In the past, dogs were even given their own toilets in some public places, including Hove Recreation Ground.

Now, however, Brighton and Hove City Council is to carry out consultations on proposals to ban dogs from a large number of areas in the city.

As well as the beaches over the summer months, they could be barred throughout the year from children's play areas, some school grounds, small historic city centre squares and cemeteries.

Chris Laurence, veterinary director of the Dogs Trust, which runs a rehoming centre just outside Shoreham, said education was as important as legislation and it should be considered first.

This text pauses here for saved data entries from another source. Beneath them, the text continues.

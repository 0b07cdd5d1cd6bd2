//! Figure assembly
//!
//! Builds the renderer-independent description of a genome map: one track
//! per genome with its feature glyphs and scale settings, plus the cross-link
//! ribbons between tracks. All positions are in layout bp space, where the
//! whole diagram spans `0..=longest visible range`.

use std::collections::{BTreeMap, HashMap};
use std::fmt;
use std::path::Path;
use std::str::FromStr;

use serde::{Deserialize, Serialize};

use crate::crosslink::{CoordinateNormalizer, CrossLink, CrossLinkStyle, TrackResolution};
use crate::error::{GbkvizError, Result};
use crate::genome::ViewedGenome;
use crate::io::AlignCoord;
use crate::layout::{TrackAlignment, TrackLayout};
use crate::types::{Rgb, Strand};

const FALLBACK_FEATURE_COLOR: Rgb = Rgb::new(0x80, 0x80, 0x80);

/// Qualifier used as feature label
#[derive(Debug, Clone, Copy, Default, PartialEq, Eq, Hash, Serialize, Deserialize)]
#[serde(rename_all = "snake_case")]
pub enum LabelType {
    #[default]
    Gene,
    ProteinId,
    LocusTag,
    Product,
}

impl LabelType {
    pub fn qualifier_key(self) -> &'static str {
        match self {
            LabelType::Gene => "gene",
            LabelType::ProteinId => "protein_id",
            LabelType::LocusTag => "locus_tag",
            LabelType::Product => "product",
        }
    }
}

impl FromStr for LabelType {
    type Err = GbkvizError;

    fn from_str(s: &str) -> Result<Self> {
        match s.trim() {
            "gene" => Ok(LabelType::Gene),
            "protein_id" => Ok(LabelType::ProteinId),
            "locus_tag" => Ok(LabelType::LocusTag),
            "product" => Ok(LabelType::Product),
            _ => Err(GbkvizError::InvalidLabelType(s.to_string())),
        }
    }
}

impl fmt::Display for LabelType {
    fn fmt(&self, f: &mut fmt::Formatter<'_>) -> fmt::Result {
        f.write_str(self.qualifier_key())
    }
}

/// Glyph shape of a feature
#[derive(Debug, Clone, Copy, Default, PartialEq, Eq, Hash, Serialize, Deserialize)]
#[serde(rename_all = "UPPERCASE")]
pub enum FeatureSymbol {
    #[default]
    BigArrow,
    Arrow,
    Box,
    Octo,
    Jaggy,
}

impl FromStr for FeatureSymbol {
    type Err = GbkvizError;

    fn from_str(s: &str) -> Result<Self> {
        match s.trim().to_ascii_uppercase().as_str() {
            "BIGARROW" => Ok(FeatureSymbol::BigArrow),
            "ARROW" => Ok(FeatureSymbol::Arrow),
            "BOX" => Ok(FeatureSymbol::Box),
            "OCTO" => Ok(FeatureSymbol::Octo),
            "JAGGY" => Ok(FeatureSymbol::Jaggy),
            _ => Err(GbkvizError::InvalidSymbol(s.to_string())),
        }
    }
}

#[derive(Debug, Clone, Copy, PartialEq, Eq, Hash, Serialize, Deserialize)]
#[serde(rename_all = "lowercase")]
pub enum FigureFormat {
    Jpg,
    Png,
    Svg,
}

impl FigureFormat {
    pub fn extension(self) -> &'static str {
        match self {
            FigureFormat::Jpg => "jpg",
            FigureFormat::Png => "png",
            FigureFormat::Svg => "svg",
        }
    }

    pub fn from_path<P: AsRef<Path>>(path: P) -> Result<Self> {
        let ext = path
            .as_ref()
            .extension()
            .map(|e| e.to_string_lossy().into_owned())
            .unwrap_or_default();
        ext.parse()
    }
}

impl FromStr for FigureFormat {
    type Err = GbkvizError;

    fn from_str(s: &str) -> Result<Self> {
        match s.trim().to_ascii_lowercase().as_str() {
            "jpg" | "jpeg" => Ok(FigureFormat::Jpg),
            "png" => Ok(FigureFormat::Png),
            "svg" => Ok(FigureFormat::Svg),
            _ => Err(GbkvizError::UnsupportedFormat(s.to_string())),
        }
    }
}

impl fmt::Display for FigureFormat {
    fn fmt(&self, f: &mut fmt::Formatter<'_>) -> fmt::Result {
        f.write_str(self.extension())
    }
}

fn default_true() -> bool {
    true
}
fn default_label_angle() -> f64 {
    30.0
}
fn default_scaleticks_interval() -> u64 {
    10_000
}
fn default_label_fsize() -> f64 {
    10.0
}
fn default_scaleticks_fsize() -> f64 {
    8.0
}
fn default_fig_width() -> f64 {
    25.0
}
fn default_fig_track_height() -> f64 {
    3.0
}
fn default_fig_track_size() -> f64 {
    0.5
}
fn default_cross_link_color() -> Rgb {
    Rgb::BLUE
}
fn default_inverted_cross_link_color() -> Rgb {
    Rgb::RED
}
fn default_target_feature_types() -> Vec<String> {
    vec!["CDS".to_string()]
}
fn default_feature_colors() -> BTreeMap<String, Rgb> {
    BTreeMap::from([
        ("CDS".to_string(), Rgb::new(0xFF, 0xA5, 0x00)),
        ("gene".to_string(), Rgb::new(0x0F, 0xE8, 0xE4)),
        ("tRNA".to_string(), Rgb::new(0xE8, 0x0F, 0x0F)),
        ("misc_feature".to_string(), Rgb::new(0xE8, 0x0F, 0xC6)),
    ])
}
fn default_feature_limit() -> usize {
    500
}

/// Everything the user can tune about a drawing
#[derive(Debug, Clone, PartialEq, Serialize, Deserialize)]
pub struct DrawParams {
    #[serde(default)]
    pub show_label: bool,
    #[serde(default = "default_true")]
    pub show_scale: bool,
    #[serde(default = "default_true")]
    pub show_ticks: bool,
    #[serde(default)]
    pub label_type: LabelType,
    #[serde(default)]
    pub feature_symbol: FeatureSymbol,
    #[serde(default = "default_label_angle")]
    pub label_angle: f64,
    #[serde(default = "default_scaleticks_interval")]
    pub scaleticks_interval: u64,
    #[serde(default = "default_label_fsize")]
    pub label_fsize: f64,
    #[serde(default = "default_scaleticks_fsize")]
    pub scaleticks_fsize: f64,
    /// cm
    #[serde(default = "default_fig_width")]
    pub fig_width: f64,
    /// cm per genome
    #[serde(default = "default_fig_track_height")]
    pub fig_track_height: f64,
    /// Fraction of a track's height used by its glyphs (0.1 to 1.0)
    #[serde(default = "default_fig_track_size")]
    pub fig_track_size: f64,
    #[serde(default)]
    pub track_alignment: TrackAlignment,
    #[serde(default = "default_cross_link_color")]
    pub cross_link_color: Rgb,
    #[serde(default = "default_inverted_cross_link_color")]
    pub inverted_cross_link_color: Rgb,
    #[serde(default)]
    pub identity_floor: Option<f64>,
    #[serde(default = "default_target_feature_types")]
    pub target_feature_types: Vec<String>,
    #[serde(default = "default_feature_colors")]
    pub feature_colors: BTreeMap<String, Rgb>,
    /// Tracks with more in-range target features than this are drawn bare
    #[serde(default = "default_feature_limit")]
    pub feature_limit: usize,
}

impl Default for DrawParams {
    fn default() -> Self {
        Self {
            show_label: false,
            show_scale: true,
            show_ticks: true,
            label_type: LabelType::default(),
            feature_symbol: FeatureSymbol::default(),
            label_angle: default_label_angle(),
            scaleticks_interval: default_scaleticks_interval(),
            label_fsize: default_label_fsize(),
            scaleticks_fsize: default_scaleticks_fsize(),
            fig_width: default_fig_width(),
            fig_track_height: default_fig_track_height(),
            fig_track_size: default_fig_track_size(),
            track_alignment: TrackAlignment::default(),
            cross_link_color: default_cross_link_color(),
            inverted_cross_link_color: default_inverted_cross_link_color(),
            identity_floor: None,
            target_feature_types: default_target_feature_types(),
            feature_colors: default_feature_colors(),
            feature_limit: default_feature_limit(),
        }
    }
}

impl DrawParams {
    pub fn cross_link_style(&self) -> CrossLinkStyle {
        CrossLinkStyle {
            normal_color: self.cross_link_color,
            inverted_color: self.inverted_cross_link_color,
            identity_floor: self.identity_floor,
        }
    }

    pub fn feature_color(&self, kind: &str) -> Rgb {
        self.feature_colors
            .get(kind)
            .copied()
            .unwrap_or(FALLBACK_FEATURE_COLOR)
    }

    /// Label angle for a strand: mirrored on the reverse strand
    pub fn label_angle_for(&self, strand: Strand) -> f64 {
        match strand {
            Strand::Forward => self.label_angle,
            Strand::Reverse => 180.0 - self.label_angle,
        }
    }
}

/// A feature placed on its track
#[derive(Debug, Clone, PartialEq)]
pub struct FeatureGlyph {
    pub kind: String,
    pub start: i64,
    pub end: i64,
    pub strand: Strand,
    pub color: Rgb,
    pub label: String,
    pub label_angle: f64,
}

/// Axis settings of one track
#[derive(Debug, Clone, Copy, PartialEq)]
pub struct ScaleBar {
    pub show_ticks: bool,
    pub tick_interval: u64,
    pub font_size: f64,
}

#[derive(Debug, Clone, PartialEq)]
pub struct Track {
    pub name: String,
    pub start: i64,
    pub end: i64,
    pub features: Vec<FeatureGlyph>,
    pub scale: Option<ScaleBar>,
}

/// Draw calls for one figure, top track first
#[derive(Debug, Clone, PartialEq)]
pub struct Figure {
    pub width_cm: f64,
    pub height_cm: f64,
    pub span: (i64, i64),
    pub tracks: Vec<Track>,
    pub cross_links: Vec<CrossLink>,
    pub feature_symbol: FeatureSymbol,
    pub show_label: bool,
    pub label_fsize: f64,
    pub track_size: f64,
}

pub struct FigureAssembler<'a> {
    params: &'a DrawParams,
}

impl<'a> FigureAssembler<'a> {
    pub fn new(params: &'a DrawParams) -> Self {
        Self { params }
    }

    /// Compose tracks and cross-links.
    ///
    /// `coords` are in the frame of the FASTA slices written for `genomes`
    /// (1-based within each visible range) and are drawn in the given order.
    pub fn assemble(&self, genomes: &[ViewedGenome<'_>], coords: &[AlignCoord]) -> Result<Figure> {
        let params = self.params;
        let policy = params.track_alignment;
        let layout = TrackLayout::compute(genomes, policy);

        let tracks = genomes
            .iter()
            .map(|genome| self.build_track(genome, &layout))
            .collect::<Result<Vec<_>>>()?;

        let track_index: HashMap<String, usize> = genomes
            .iter()
            .enumerate()
            .map(|(idx, g)| (g.name().to_string(), idx))
            .collect();

        let cross_links = match policy {
            TrackAlignment::Left => {
                let origins = track_index.keys().map(|name| (name.clone(), 0)).collect();
                CoordinateNormalizer::new(
                    params.cross_link_style(),
                    TrackResolution::SubtractOrigin {
                        tracks: track_index,
                        origins,
                    },
                )
                .normalize_all(coords)?
            }
            TrackAlignment::Center => {
                let shifted = coords
                    .iter()
                    .map(|c| -> Result<AlignCoord> {
                        Ok(c.add_offset(layout.offset(&c.ref_name)?, layout.offset(&c.query_name)?))
                    })
                    .collect::<Result<Vec<_>>>()?;
                CoordinateNormalizer::new(
                    params.cross_link_style(),
                    TrackResolution::PreOffset { tracks: track_index },
                )
                .normalize_all(&shifted)?
            }
        };

        log::info!(
            "Assembled figure with {} tracks and {} cross-links",
            tracks.len(),
            cross_links.len()
        );

        Ok(Figure {
            width_cm: params.fig_width,
            height_cm: params.fig_track_height * genomes.len() as f64,
            span: (0, layout.longest as i64),
            tracks,
            cross_links,
            feature_symbol: params.feature_symbol,
            show_label: params.show_label,
            label_fsize: params.label_fsize,
            track_size: params.fig_track_size.clamp(0.1, 1.0),
        })
    }

    fn build_track(&self, genome: &ViewedGenome<'_>, layout: &TrackLayout) -> Result<Track> {
        let params = self.params;
        let offset = layout.offset(genome.name())?;
        let min_range = genome.view.min_range as i64;

        let in_range: Vec<_> = genome.features_in_range(&params.target_feature_types).collect();
        let features = if in_range.len() > params.feature_limit {
            log::warn!(
                "{} has {} features in range (limit {}); drawing the track without features",
                genome.name(),
                in_range.len(),
                params.feature_limit
            );
            Vec::new()
        } else {
            in_range
                .into_iter()
                .map(|feature| FeatureGlyph {
                    kind: feature.kind.clone(),
                    start: feature.start - min_range + 1 + offset,
                    end: feature.end - min_range + 1 + offset,
                    strand: feature.strand,
                    color: params.feature_color(&feature.kind),
                    label: feature
                        .qualifier(params.label_type.qualifier_key())
                        .unwrap_or_default()
                        .to_string(),
                    label_angle: params.label_angle_for(feature.strand),
                })
                .collect()
        };

        // Ticks only line up with bp positions when tracks share an origin
        let scale = params.show_scale.then(|| ScaleBar {
            show_ticks: params.show_ticks && layout.policy == TrackAlignment::Left,
            tick_interval: params.scaleticks_interval.max(1),
            font_size: params.scaleticks_fsize,
        });

        Ok(Track {
            name: genome.name().to_string(),
            start: offset,
            end: offset + genome.range_length() as i64,
            features,
            scale,
        })
    }
}
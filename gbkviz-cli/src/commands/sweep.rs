//! Sweep command implementation - remove stale session directories

use anyhow::Result;
use std::path::PathBuf;
use std::time::Duration;

use crate::config::Config;
use gbkviz_core::session::sweep_stale;

pub fn execute(config: &Config, root: Option<PathBuf>, ttl: Option<u64>) -> Result<()> {
    let root = root.unwrap_or_else(|| config.session.root.clone());
    let ttl = ttl.map(Duration::from_secs).unwrap_or_else(|| config.session.ttl());

    let removed = sweep_stale(&root, ttl)?;
    log::info!(
        "Removed {} session directories older than {}s from {}",
        removed,
        ttl.as_secs(),
        root.display()
    );
    Ok(())
}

He said: "Local authorities such as Brighton and Hove should be encouraging people to be responsible.

The issue with bans such as this is they are difficult to enforce and usually a complete waste of time. It would surely be better to enforce the picking up of dogs' mess."

Mr Laurence said councils seem ed to overlook the Animal Welfare Act 2007 which placed a duty of care on owners to look after their animals. For dogs, that includes adequate exercise.

He said: "For dogs, exercise means two things. It means going somewhere they can use their nose, which is the way a dog communicates, and somewhere where they can gallop around. A beach is a perfect place for this."

He was adamant that for people to get full benefit from owning a dog their pets have to be allowed to be integrated into everyday life.

He said: "You need to keep the balance right. Twenty four-hour bans for five months of the year are just excessive."

Dog owner Liz Cook, 48, said: "More and more shops say no to dogs. The newer gastro-style pubs don't like dogs in the way the old pubby pubs do. If you walk into one with your dog they look at you as if you've got dog poo on your shoe. It seems the wealthier Brighton gets with things like trendy cafés, the more it adopts city ways and less the old Brighton town ways.

"With a dog you end up talking to people you would never have spoken to before. Once my mum got stopped 32 times on her way to Worthing by people coming up to her because of her dog."

She thinks it is wrong dogs would not be allowed to accompany their owners when they visit loved ones' graves. She used to take her last dog for walks around Woodvale Crematorium cemetery.

She said she believed responsible dog ownership to be the key and wanted to see the issue of owners clearing up dog mess tackled properly.

Angela Hire from Angela's Ark, which provides a dog walking service in the city, said things would be much better if the council provided more dog mess bins which would then encourage more people to pick it up. She said she did not take the dogs in her care for walks in Brighton and Hove because she preferred to take them to "nicer places".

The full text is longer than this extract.